Sunday, November 06, 2011

Unemployment Drops Below 9%

That was the headlines, that we only created a net gain of 80,000 new jobs. But that is only half of the story, the private sector had a gain of 104,000 jobs and that was offset by a loss of 24,000 of public sector jobs due to budget cuts. As the Republicans swing there budget cutting axe and refuse to raise taxes on the millionaires and billionaires the numbers will continue to climb. Some see this as good, but the brunt of the slashes is where it hurts women and child and the disabled. The “Safety Net” is being torn to shreds, just when we need it the most. Millions of unemployed workers who worked their whole life are going on food stamps because their unemployment insurance is running out.

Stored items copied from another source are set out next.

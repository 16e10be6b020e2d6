use std::{fmt, iter::Sum, ops::Add};

/// The declared encoded size of a codec.
///
/// Composite codecs read a child's stride to decide whether its bytes need a varint
/// length in front of them: fixed-stride children are written raw, variable-stride
/// children are length-prefixed.
#[derive(Eq, PartialEq, Clone, Copy, Hash, Debug)]
pub enum Stride {
    /// Every value encodes to exactly this many bytes.
    Fixed(usize),
    /// The encoded size depends on the value.
    Variable,
}

use Stride::*;

impl Stride {
    /// Is this a [`Stride::Fixed`]?
    pub fn is_fixed(self) -> bool {
        match self {
            Fixed(_) => true,
            Variable => false,
        }
    }

    /// Is this [`Stride::Variable`]?
    pub fn is_variable(self) -> bool { !self.is_fixed() }

    /// The fixed size, if there is one.
    pub fn fixed(self) -> Option<usize> {
        match self {
            Fixed(n) => Some(n),
            Variable => None,
        }
    }
}

/// Two strides laid end to end: fixed only if both are.
impl Add for Stride {
    type Output = Stride;

    fn add(self, other: Stride) -> Stride {
        match (self, other) {
            (Fixed(a), Fixed(b)) => Fixed(a + b),
            _ => Variable,
        }
    }
}

impl Sum for Stride {
    fn sum<I: Iterator<Item = Stride>>(iter: I) -> Stride { iter.fold(Fixed(0), Add::add) }
}

impl fmt::Display for Stride {
    fn fmt(&self, f: &mut fmt::Formatter) -> fmt::Result {
        match self {
            Fixed(n) => write!(f, "{} bytes", n),
            Variable => write!(f, "variable"),
        }
    }
}

#[cfg(test)]
mod tests {
    use super::*;

    #[test]
    fn sums() {
        assert_eq!(vec![Fixed(1), Fixed(2), Fixed(4)].into_iter().sum::<Stride>(), Fixed(7));
        assert_eq!(vec![Fixed(1), Variable, Fixed(4)].into_iter().sum::<Stride>(), Variable);
        assert_eq!(Vec::<Stride>::new().into_iter().sum::<Stride>(), Fixed(0));
    }

    #[test]
    fn accessors() {
        assert!(Fixed(0).is_fixed());
        assert!(Variable.is_variable());
        assert_eq!(Fixed(3).fixed(), Some(3));
        assert_eq!(Variable.fixed(), None);
    }
}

An article in the Nation called “War Against Government Workers Is Prolonging the Recession” by Ari Berman highlighted the effects of the budget cuts,
This is by now a depressingly familiar story. In the past year, 1.6 million private sector jobs have been created. But since the recession began in December 2007, more than 500,000 public sector jobs have been lost. Half of those jobs have disappeared since January 2011, after Republicans (who ran on improving the economy in 2010) took control of the House of Representatives. States have cut 49,000 jobs and localities have cut 210,000 jobs since the beginning of the year. Contrary to what Republicans might tell you, these are “real” jobs lost by real people, who pay taxes, spend money, provide for their families and perform vital public services. When they suffer, the economy suffers too.
That is a total of 259,000 jobs and that doesn’t even count the loss of jobs in the private sector because of the budget cuts. We cannot balance the budget without tax increases for the mega rich.

Congress (both the Democrats and the Republicans) and the President (Bush) had no problem bailing out the banks that were “too big to fail”, but the Republicans refuse to help create jobs for the ordinary people. The article goes on to say,
Just last month, Republicans in Congress blocked a section of Obama’s jobs plan that would have prevented 400,000 teachers, firefighters and cops from losing their jobs through aid to state and local governments, which is among the most effective forms of stimulus. “Federal aid to strapped state and local governments also is providing significant economic benefits, lessening their need to slash programs and jobs or to hike taxes and fees,” wrote Mark Zandi of Moody’s in July 2010. Had it not been for austerity policies, wrote David Leonhardt of the New York Times, state and local governments would have added half a million jobs, rather than cutting them. “In other words, the state and local austerity of the last two years has cost the economy about one million jobs,” Leonhardt writes.
The Republican job plan is to cut taxes even more on corporations and the mega rich. The Regan administration called this the trickledown theory and after thirty years we have seen what trickledown and it is brown in color. The Bush administration gave to the rich the largest tax cut in history back in 2001 and we went from having a budget surplus to having some of the largest budget deficits in history which plunged us in to a depression.

3 comments:

  1. You might want to look at

    http://www.financialsamurai.com/2011/04/12/how-much-money-do-the-top-income-earners-make-percent/

    for a table about midway down on which percentiles pay what in income taxes. The numbers clearly show that the 1% ers pay 30-35% of the Federal Income tax. Their effective tax rate is 23% which is the highest tax rate already. So how much do you want out of them? Another 50% that would only raise 2 trillion and the government overspends by more than that.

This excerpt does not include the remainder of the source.